■ Assignment
Exact reproduction required: the lines below from the line with "let callback = Arc::new(ServiceCallbackProxy" to the line with "if let Err(e) = service.notify_hdmi_device_added(&device)", both ends included, and no others.

· · ·

//! tvim Daemon - TV input session broker and socket server
//!
//! This crate provides the core infrastructure for the tvim daemon:
//! - `broker` - Broker actor owning inputs, provider connections and sessions
//! - `client` - In-process client library on top of the broker
//! - `server` - Unix socket server for out-of-process clients
//! - `directory` / `hardware` / `settings` / `watch_log` - external collaborators
//! - `loopback` - Connector that runs loopback providers in-process
//!
//! # Architecture
//!
//! ```text
//! ┌─────────────────────────────────────────────────────────────┐
//! │                        tvimd daemon                         │
//! ├─────────────────────────────────────────────────────────────┤
//! │                                                             │
//! │  ┌─────────────────┐     ┌─────────────────────────────┐    │
//! │  │  DaemonServer   │────▶│        BrokerActor          │    │
//! │  │ (Unix Socket)   │     │  (per-user state owner)     │    │
//! │  └────────┬────────┘     └──────┬───────────────┬──────┘    │
//! │           │                     │               │           │
//! │           │ connections         │ bind          │ records   │
//! │           ▼                     ▼               ▼           │
//! │  ┌─────────────────┐     ┌──────────────┐ ┌────────────┐    │
//! │  │ConnectionHandler│     │  Providers   │ │ Watch log  │    │
//! │  │  (per client)   │     │ (connector)  │ │ & settings │    │
//! │  └─────────────────┘     └──────────────┘ └────────────┘    │
//! │                                                             │
//! └─────────────────────────────────────────────────────────────┘
//! ```
//!
//! # Panic-Free Guarantees
//!
//! All production code in this crate follows the panic-free policy:
//! - No `.unwrap()`, `.expect()`, `panic!()`, `unreachable!()`, `todo!()`
//! - All fallible operations return `Result` or `Option`
//! - Channel operations handle closure gracefully

pub mod broker;
pub mod client;
pub mod config;
pub mod directory;
pub mod hardware;
pub mod loopback;
pub mod server;
pub mod settings;
pub mod watch_log;
//! Client-side session handle and its input-event sender.

use std::collections::HashMap;
use std::sync::atomic::{AtomicBool, Ordering};
use std::sync::Arc;
use std::time::Duration;

use parking_lot::Mutex;
use tokio::sync::{mpsc, oneshot};
use tracing::{debug, trace, warn};

use tvim_core::{
    Bundle, ChannelUri, ContentRating, InputId, PlaybackParams, Rect, SessionToken,
    SurfaceHandle, TrackInfo, TrackType, TuneParams,
};
use tvim_provider::{InputChannelClient, InputEvent, SessionOp};

use super::tracks::TrackState;
use super::CallContext;
use crate::broker::BrokerError;

/// How long a dispatched input event may stay unacknowledged.
pub const INPUT_EVENT_TIMEOUT: Duration = Duration::from_millis(2500);

/// A live session owned by this client.
///
/// Operations are forwarded to the broker. Dropping the handle does not
/// release the session; call [`Session::release`].
pub struct Session {
    token: SessionToken,
    input_id: InputId,
    seq: u64,
    context: CallContext,
    tracks: Arc<Mutex<TrackState>>,
    input: Option<InputSender>,
    released: AtomicBool,
}

impl Session {
    pub(crate) fn new(
        token: SessionToken,
        input_id: InputId,
        seq: u64,
        context: CallContext,
        tracks: Arc<Mutex<TrackState>>,
        channel: Option<InputChannelClient>,
    ) -> Self {
        Self {
            token,
            input_id,
            seq,
            context,
            tracks,
            input: channel.map(InputSender::spawn),
            released: AtomicBool::new(false),
        }
    }

    pub fn token(&self) -> SessionToken {
        self.token
    }

    pub fn input_id(&self) -> &InputId {
        &self.input_id
    }

    pub fn seq(&self) -> u64 {
        self.seq
    }

    pub fn is_released(&self) -> bool {
        self.released.load(Ordering::Acquire)
    }

    async fn op(&self, op: SessionOp) -> Result<(), BrokerError> {
        if self.is_released() {
            return Err(BrokerError::SessionNotFound(self.token));
        }
        let ctx = &self.context;
        ctx.broker
            .session_op(ctx.caller.clone(), ctx.user, self.token, op)
            .await
    }

    // ------------------------------------------------------------------
    // Playback
    // ------------------------------------------------------------------

    pub async fn tune(&self, uri: ChannelUri, params: TuneParams) -> Result<(), BrokerError> {
        self.op(SessionOp::Tune { uri, params }).await
    }

    pub async fn set_surface(&self, surface: Option<SurfaceHandle>) -> Result<(), BrokerError> {
        self.op(SessionOp::SetSurface(surface)).await
    }

    pub async fn dispatch_surface_changed(
        &self,
        format: i32,
        width: u32,
        height: u32,
    ) -> Result<(), BrokerError> {
        self.op(SessionOp::DispatchSurfaceChanged {
            format,
            width,
            height,
        })
        .await
    }

    pub async fn set_volume(&self, volume: f32) -> Result<(), BrokerError> {
        self.op(SessionOp::SetVolume(volume)).await
    }

    pub async fn set_caption_enabled(&self, enabled: bool) -> Result<(), BrokerError> {
        self.op(SessionOp::SetCaptionEnabled(enabled)).await
    }

    pub async fn select_track(
        &self,
        track_type: TrackType,
        track_id: Option<String>,
    ) -> Result<(), BrokerError> {
        self.op(SessionOp::SelectTrack {
            track_type,
            track_id,
        })
        .await
    }

    pub async fn send_app_private_command(
        &self,
        action: impl Into<String>,
        data: Bundle,
    ) -> Result<(), BrokerError> {
        self.op(SessionOp::AppPrivateCommand {
            action: action.into(),
            data,
        })
        .await
    }

    pub async fn unblock_content(&self, rating: ContentRating) -> Result<(), BrokerError> {
        self.op(SessionOp::UnblockContent(rating)).await
    }

    // ------------------------------------------------------------------
    // Overlay view
    // ------------------------------------------------------------------

    pub async fn create_overlay_view(&self, window_token: u64, frame: Rect) -> Result<(), BrokerError> {
        self.op(SessionOp::CreateOverlayView {
            window_token,
            frame,
        })
        .await
    }

    pub async fn relayout_overlay_view(&self, frame: Rect) -> Result<(), BrokerError> {
        self.op(SessionOp::RelayoutOverlayView(frame)).await
    }

    pub async fn remove_overlay_view(&self) -> Result<(), BrokerError> {
        self.op(SessionOp::RemoveOverlayView).await
    }

    // ------------------------------------------------------------------
    // Time shift
    // ------------------------------------------------------------------

    pub async fn time_shift_pause(&self) -> Result<(), BrokerError> {
        self.op(SessionOp::TimeShiftPause).await
    }

    pub async fn time_shift_resume(&self) -> Result<(), BrokerError> {
        self.op(SessionOp::TimeShiftResume).await
    }

    pub async fn time_shift_seek_to(&self, time_ms: i64) -> Result<(), BrokerError> {
        self.op(SessionOp::TimeShiftSeekTo(time_ms)).await
    }

    pub async fn time_shift_set_playback_params(
        &self,
        params: PlaybackParams,
    ) -> Result<(), BrokerError> {
        self.op(SessionOp::TimeShiftSetPlaybackParams(params)).await
    }

    pub async fn time_shift_enable_position_tracking(&self, enabled: bool) -> Result<(), BrokerError> {
        self.op(SessionOp::TimeShiftEnablePositionTracking(enabled))
            .await
    }

    // ------------------------------------------------------------------
    // Tracks
    // ------------------------------------------------------------------

    pub fn tracks(&self, track_type: TrackType) -> Vec<TrackInfo> {
        self.tracks.lock().tracks(track_type)
    }

    pub fn selected_track(&self, track_type: TrackType) -> Option<String> {
        self.tracks.lock().selected(track_type)
    }

    // ------------------------------------------------------------------
    // Input events
    // ------------------------------------------------------------------

    /// Sends an input event to the provider and waits for its answer.
    ///
    /// Returns whether the provider handled it. An event left unanswered
    /// for [`INPUT_EVENT_TIMEOUT`] resolves as not handled.
    pub async fn dispatch_input_event(&self, event: InputEvent) -> bool {
        let Some(input) = &self.input else {
            return false;
        };
        if self.is_released() {
            return false;
        }
        let Some(answer) = input.send(event) else {
            return false;
        };
        match tokio::time::timeout(INPUT_EVENT_TIMEOUT, answer).await {
            Ok(Ok(handled)) => handled,
            // Flushed on release, or the provider end is gone
            Ok(Err(_)) => false,
            Err(_) => {
                warn!(token = %self.token, "Input event timed out, treating as not handled");
                false
            }
        }
    }

    /// Releases the session. Pending input events resolve as not handled.
    pub async fn release(&self) -> Result<(), BrokerError> {
        if self.released.swap(true, Ordering::AcqRel) {
            return Ok(());
        }
        if let Some(input) = &self.input {
            input.flush();
        }
        let ctx = &self.context;
        ctx.broker
            .release_session(ctx.caller.clone(), ctx.user, self.token)
            .await
    }
}

impl std::fmt::Debug for Session {
    fn fmt(&self, f: &mut std::fmt::Formatter<'_>) -> std::fmt::Result {
        f.debug_struct("Session")
            .field("token", &self.token)
            .field("input_id", &self.input_id)
            .field("seq", &self.seq)
            .finish()
    }
}

// ============================================================================
// Input sender
// ============================================================================

enum InputRequest {
    Dispatch {
        event: InputEvent,
        answer: oneshot::Sender<bool>,
    },
    Flush,
}

/// Owns the client end of the input channel on a background task.
struct InputSender {
    requests: mpsc::UnboundedSender<InputRequest>,
}

impl InputSender {
    fn spawn(channel: InputChannelClient) -> Self {
        let (requests, rx) = mpsc::unbounded_channel();
        tokio::spawn(run_input_sender(channel, rx));
        Self { requests }
    }

    fn send(&self, event: InputEvent) -> Option<oneshot::Receiver<bool>> {
        let (answer, rx) = oneshot::channel();
        self.requests
            .send(InputRequest::Dispatch { event, answer })
            .ok()?;
        Some(rx)
    }

    fn flush(&self) {
        let _ = self.requests.send(InputRequest::Flush);
    }
}

/// Answers waiting for the provider to finish their event, by sequence.
#[derive(Default)]
struct PendingAnswers {
    answers: HashMap<u64, oneshot::Sender<bool>>,
}

impl PendingAnswers {
    /// Drops answers whose caller stopped waiting before adding `answer`.
    fn insert(&mut self, seq: u64, answer: oneshot::Sender<bool>) {
        self.answers.retain(|_, waiting| !waiting.is_closed());
        self.answers.insert(seq, answer);
    }

    fn resolve(&mut self, seq: u64, handled: bool) {
        // Late answers to timed-out events find a closed receiver
        if let Some(answer) = self.answers.remove(&seq) {
            let _ = answer.send(handled);
        }
    }

    fn flush(&mut self) {
        for (_, answer) in self.answers.drain() {
            let _ = answer.send(false);
        }
    }

    fn len(&self) -> usize {
        self.answers.len()
    }
}

async fn run_input_sender(
    mut channel: InputChannelClient,
    mut requests: mpsc::UnboundedReceiver<InputRequest>,
) {
    let mut pending = PendingAnswers::default();
    let mut next_seq: u64 = 0;

    loop {
        tokio::select! {
            request = requests.recv() => match request {
                Some(InputRequest::Dispatch { event, answer }) => {
                    next_seq += 1;
                    if channel.send(next_seq, event).is_err() {
                        let _ = answer.send(false);
                        continue;
                    }
                    pending.insert(next_seq, answer);
                    trace!(channel = channel.name(), pending = pending.len(), "Input event sent");
                }
                Some(InputRequest::Flush) | None => {
                    pending.flush();
                    debug!(channel = channel.name(), "Input channel flushed");
                    break;
                }
            },
            finished = channel.recv_finished() => match finished {
                Some((seq, handled)) => pending.resolve(seq, handled),
                None => {
                    pending.flush();
                    break;
                }
            },
        }
    }
}
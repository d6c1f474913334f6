//! Audio, video and subtitle track descriptions.

use serde::{Deserialize, Serialize};

/// Kind of a track.
#[derive(Debug, Clone, Copy, PartialEq, Eq, Hash, Serialize, Deserialize)]
#[serde(rename_all = "snake_case")]
pub enum TrackType {
    Audio,
    Video,
    Subtitle,
}

/// One track a session can play.
#[derive(Debug, Clone, PartialEq, Serialize, Deserialize)]
pub struct TrackInfo {
    pub id: String,
    pub track_type: TrackType,
    #[serde(default, skip_serializing_if = "Option::is_none")]
    pub language: Option<String>,
    #[serde(default)]
    pub video_width: u32,
    #[serde(default)]
    pub video_height: u32,
    #[serde(default)]
    pub video_frame_rate: f32,
    #[serde(default)]
    pub audio_channel_count: u32,
}

impl TrackInfo {
    pub fn new(track_type: TrackType, id: impl Into<String>) -> Self {
        Self {
            id: id.into(),
            track_type,
            language: None,
            video_width: 0,
            video_height: 0,
            video_frame_rate: 0.0,
            audio_channel_count: 0,
        }
    }

    pub fn video(id: impl Into<String>, width: u32, height: u32) -> Self {
        let mut track = Self::new(TrackType::Video, id);
        track.video_width = width;
        track.video_height = height;
        track
    }

    pub fn audio(id: impl Into<String>, channels: u32) -> Self {
        let mut track = Self::new(TrackType::Audio, id);
        track.audio_channel_count = channels;
        track
    }

    #[must_use]
    pub fn with_language(mut self, language: impl Into<String>) -> Self {
        self.language = Some(language.into());
        self
    }

    /// Video size, for video tracks.
    pub fn video_size(&self) -> Option<(u32, u32)> {
        (self.track_type == TrackType::Video).then_some((self.video_width, self.video_height))
    }
}
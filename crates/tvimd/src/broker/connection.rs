//! Provider connection state machine.
//!
//! One [`ServiceState`](super::state::ServiceState) per (user, component):
//!
//! ```text
//! UNBOUND --bind--> BINDING --connected--> BOUND
//!    ^                 |                     |
//!    |            bind failed            peer died
//!    |                 v                     v
//!    +------------- (null results)     RECONNECTING --sessions drained--> UNBOUND
//! ```
//!
//! A provider stays bound while it has sessions, or while it is a
//! hardware provider of the active user.

use std::sync::Arc;

use tokio::sync::mpsc;
use tracing::{debug, error, info, warn};

use tvim_core::{ComponentName, InputId, InputState, SessionToken, UserId};
use tvim_provider::{input_channel_pair, watch, PeerId, ProviderService};

use super::actor::BrokerActor;
use super::commands::BrokerCommand;
use super::fanout::{ServiceCallbackProxy, SessionCallbackProxy};

// ============================================================================
// Connector seam
// ============================================================================

/// Starts and stops provider processes.
pub trait ProviderConnector: Send + Sync {
    /// Starts binding `component` for `user`.
    ///
    /// Returns whether binding started. The outcome arrives later through
    /// `reporter`.
    fn bind(&self, component: &ComponentName, user: UserId, reporter: ConnectionReporter) -> bool;

    fn unbind(&self, component: &ComponentName, user: UserId);
}

/// Reports the outcome of one bind back to the broker.
#[derive(Clone)]
pub struct ConnectionReporter {
    user: UserId,
    component: ComponentName,
    commands: mpsc::UnboundedSender<BrokerCommand>,
}

impl ConnectionReporter {
    pub(crate) fn new(
        user: UserId,
        component: ComponentName,
        commands: mpsc::UnboundedSender<BrokerCommand>,
    ) -> Self {
        Self {
            user,
            component,
            commands,
        }
    }

    pub fn user(&self) -> UserId {
        self.user
    }

    pub fn component(&self) -> &ComponentName {
        &self.component
    }

    pub fn connected(&self, service: Arc<dyn ProviderService>) {
        self.report(BrokerCommand::ServiceConnected {
            user: self.user,
            component: self.component.clone(),
            service,
        });
    }

    pub fn disconnected(&self) {
        self.report(BrokerCommand::ServiceDisconnected {
            user: self.user,
            component: self.component.clone(),
        });
    }

    fn report(&self, command: BrokerCommand) {
        if self.commands.send(command).is_err() {
            debug!(component = %self.component, "Broker stopped, connection report dropped");
        }
    }
}

// ============================================================================
// Connection handling
// ============================================================================

impl BrokerActor {
    /// Binds or unbinds a provider to match its current need.
    pub(super) fn update_service_connection(&mut self, user: UserId, component: &ComponentName) {
        let is_current = user == self.current_user;
        let Some(service) = self
            .users
            .get_mut(&user)
            .and_then(|s| s.services.get_mut(component))
        else {
            return;
        };

        if service.reconnecting {
            if !service.session_tokens.is_empty() {
                // Wait until the dead sessions are drained
                return;
            }
            service.reconnecting = false;
        }

        let has_sessions = !service.session_tokens.is_empty();
        let maintain = if is_current {
            has_sessions || service.is_hardware
        } else {
            // Background users keep providers only for their sessions
            has_sessions
        };

        if service.service.is_none() && maintain {
            if service.bound {
                return;
            }
            let Some(commands) = self.commands.upgrade() else {
                return;
            };
            let reporter = ConnectionReporter::new(user, component.clone(), commands);
            let bound = self.connector.bind(component, user, reporter);
            service.bound = bound;
            if bound {
                info!(component = %component, user = %user, "Binding provider");
            } else {
                error!(component = %component, user = %user, "Failed to bind provider");
                self.abort_pending_inner(user, component, None);
            }
        } else if service.service.is_some() && !maintain {
            info!(component = %component, user = %user, "Unbinding idle provider");
            self.connector.unbind(component, user);
            if let Some(state) = self.users.get_mut(&user) {
                state.services.remove(component);
            }
        }
    }

    pub(super) fn handle_service_connected(
        &mut self,
        user: UserId,
        component: ComponentName,
        service: Arc<dyn ProviderService>,
    ) {
        let Some(commands) = self.commands.upgrade() else {
            return;
        };
        let Some(state) = self
            .users
            .get_mut(&user)
            .and_then(|s| s.services.get_mut(&component))
        else {
            info!(component = %component, user = %user, "Connected to a provider no longer needed");
            self.connector.unbind(&component, user);
            return;
        };

        let peer = service.peer().id();
        let died = commands.clone();
        let died_component = component.clone();
        let death_watch = watch(service.peer(), move || {
            let _ = died.send(BrokerCommand::ServiceDied {
                user,
                component: died_component,
                peer,
            });
        });
        let Ok(death_watch) = death_watch else {
            warn!(component = %component, "Provider died before its connection was handled");
            state.bound = false;
            self.handle_lost_connection(user, &component);
            return;
        };

        info!(component = %component, user = %user, peer = %peer, "Provider connected");
        state.service = Some(service.clone());
        state.bound = true;
        state.death_watch = Some(death_watch);

        if state.is_hardware && !state.callback_registered {
            let callback = Arc::new(ServiceCallbackProxy {
                user,
                component: component.clone(),
                commands,
            });
            match service.register_callback(callback) {
                Ok(()) => state.callback_registered = true,
                Err(e) => error!(component = %component, error = %e, "Error in register_callback"),
            }
        }
        let is_hardware = state.is_hardware;
        if is_hardware {
            // The provider re-reports its inputs for the devices below
            state.hardware_inputs.clear();
        }
        let pending = state.session_tokens.clone();

        // Sessions requested while binding
        for token in pending {
            let waiting = self
                .users
                .get(&user)
                .and_then(|s| s.sessions.get(&token))
                .is_some_and(|s| s.session.is_none());
            if waiting {
                self.create_session_internal(user, token, service.clone());
            }
        }

        // Re-announce states the broker stored while the provider was away
        let not_connected: Vec<(InputId, InputState)> = self
            .users
            .get(&user)
            .map(|s| {
                s.inputs
                    .values()
                    .filter(|r| r.descriptor.component == component)
                    .filter(|r| r.state != InputState::Connected)
                    .map(|r| (r.descriptor.id.clone(), r.state))
                    .collect()
            })
            .unwrap_or_default();
        for (input_id, state) in not_connected {
            self.notify_input_state_changed(user, &input_id, state);
        }

        if is_hardware {
            for hardware in self.hardware.hardware_list() {
                if let Err(e) = service.notify_hardware_added(&hardware) {
                    error!(component = %component, error = %e, "Error in notify_hardware_added");
                }
            }
            for device in self.hardware.hdmi_device_list() {
                if let Err(e) = service.notify_hdmi_device_added(&device) {
                    error!(component = %component, error = %e, "Error in notify_hdmi_device_added");
                }
            }
        }

        self.update_service_connection(user, &component);
    }

    /// Handles a provider going away.
    ///
    /// `peer` filters out reports about a provider instance that was
    /// already replaced.
    pub(super) fn handle_service_lost(
        &mut self,
        user: UserId,
        component: &ComponentName,
        peer: Option<PeerId>,
    ) {
        let Some(state) = self
            .users
            .get_mut(&user)
            .and_then(|s| s.services.get_mut(component))
        else {
            return;
        };
        if let Some(peer) = peer {
            if state.service_peer() != Some(peer) {
                debug!(component = %component, peer = %peer, "Stale provider death ignored");
                return;
            }
        }
        if state.service.is_none() && !state.bound {
            return;
        }
        self.handle_lost_connection(user, component);
    }

    fn handle_lost_connection(&mut self, user: UserId, component: &ComponentName) {
        let Some(user_state) = self.users.get_mut(&user) else {
            return;
        };
        let Some(state) = user_state.services.get_mut(component) else {
            return;
        };
        warn!(component = %component, user = %user, sessions = state.session_tokens.len(), "Provider disconnected");

        state.reconnecting = true;
        state.bound = false;
        state.service = None;
        state.callback_registered = false;
        state.death_watch = None;

        // Sessions that died with the provider
        let dead: Vec<SessionToken> = state
            .session_tokens
            .iter()
            .filter(|token| {
                user_state
                    .sessions
                    .get(token)
                    .and_then(|s| s.session.as_ref())
                    .is_some_and(|s| !s.peer().is_alive())
            })
            .copied()
            .collect();

        self.abort_pending_create_session_requests(user, component, None);
        for token in dead {
            self.clear_session_and_notify_client(user, token);
        }
        // Input states are kept; changes meanwhile replay on reconnection
    }

    /// Asks a connected provider to create the session for `token`.
    pub(super) fn create_session_internal(
        &mut self,
        user: UserId,
        token: SessionToken,
        service: Arc<dyn ProviderService>,
    ) {
        let Some(commands) = self.commands.upgrade() else {
            return;
        };
        let Some(session) = self
            .users
            .get_mut(&user)
            .and_then(|s| s.sessions.get_mut(&token))
        else {
            return;
        };

        let (client_end, server_end) = input_channel_pair(token.to_string());
        session.pending_channel = Some(client_end);
        let input_id = session.input.id.clone();
        let callback = Arc::new(SessionCallbackProxy {
            user,
            token,
            commands,
        });

        debug!(token = %token, input_id = %input_id, "Creating session on provider");
        if let Err(e) = service.create_session(server_end, callback, &input_id) {
            error!(token = %token, error = %e, "Error in create_session");
            self.fail_creation(user, token);
        }
    }

    /// Answers every not-yet-created session of `component` (optionally
    /// only for `input`) with a null result, then re-evaluates the
    /// connection.
    pub(super) fn abort_pending_create_session_requests(
        &mut self,
        user: UserId,
        component: &ComponentName,
        input: Option<&InputId>,
    ) {
        self.abort_pending_inner(user, component, input);
        self.update_service_connection(user, component);
    }

    fn abort_pending_inner(
        &mut self,
        user: UserId,
        component: &ComponentName,
        input: Option<&InputId>,
    ) {
        let Some(state) = self.users.get(&user) else {
            return;
        };
        let Some(service) = state.services.get(component) else {
            return;
        };
        let pending: Vec<SessionToken> = service
            .session_tokens
            .iter()
            .filter(|token| {
                state.sessions.get(token).is_some_and(|s| {
                    s.session.is_none() && input.map_or(true, |id| &s.input.id == id)
                })
            })
            .copied()
            .collect();
        if !pending.is_empty() {
            debug!(component = %component, count = pending.len(), "Aborting pending session requests");
        }
        for token in pending {
            self.fail_creation(user, token);
        }
    }
}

· · ·

■ Answer
            let callback = Arc::new(ServiceCallbackProxy {
                user,
                component: component.clone(),
                commands,
            });
            match service.register_callback(callback) {
                Ok(()) => state.callback_registered = true,
                Err(e) => error!(component = %component, error = %e, "Error in register_callback"),
            }
        }
        let is_hardware = state.is_hardware;
        if is_hardware {
            // The provider re-reports its inputs for the devices below
            state.hardware_inputs.clear();
        }
        let pending = state.session_tokens.clone();

        // Sessions requested while binding
        for token in pending {
            let waiting = self
                .users
                .get(&user)
                .and_then(|s| s.sessions.get(&token))
                .is_some_and(|s| s.session.is_none());
            if waiting {
                self.create_session_internal(user, token, service.clone());
            }
        }

        // Re-announce states the broker stored while the provider was away
        let not_connected: Vec<(InputId, InputState)> = self
            .users
            .get(&user)
            .map(|s| {
                s.inputs
                    .values()
                    .filter(|r| r.descriptor.component == component)
                    .filter(|r| r.state != InputState::Connected)
                    .map(|r| (r.descriptor.id.clone(), r.state))
                    .collect()
            })
            .unwrap_or_default();
        for (input_id, state) in not_connected {
            self.notify_input_state_changed(user, &input_id, state);
        }

        if is_hardware {
            for hardware in self.hardware.hardware_list() {
                if let Err(e) = service.notify_hardware_added(&hardware) {
                    error!(component = %component, error = %e, "Error in notify_hardware_added");
                }
            }
            for device in self.hardware.hdmi_device_list() {
                if let Err(e) = service.notify_hdmi_device_added(&device) {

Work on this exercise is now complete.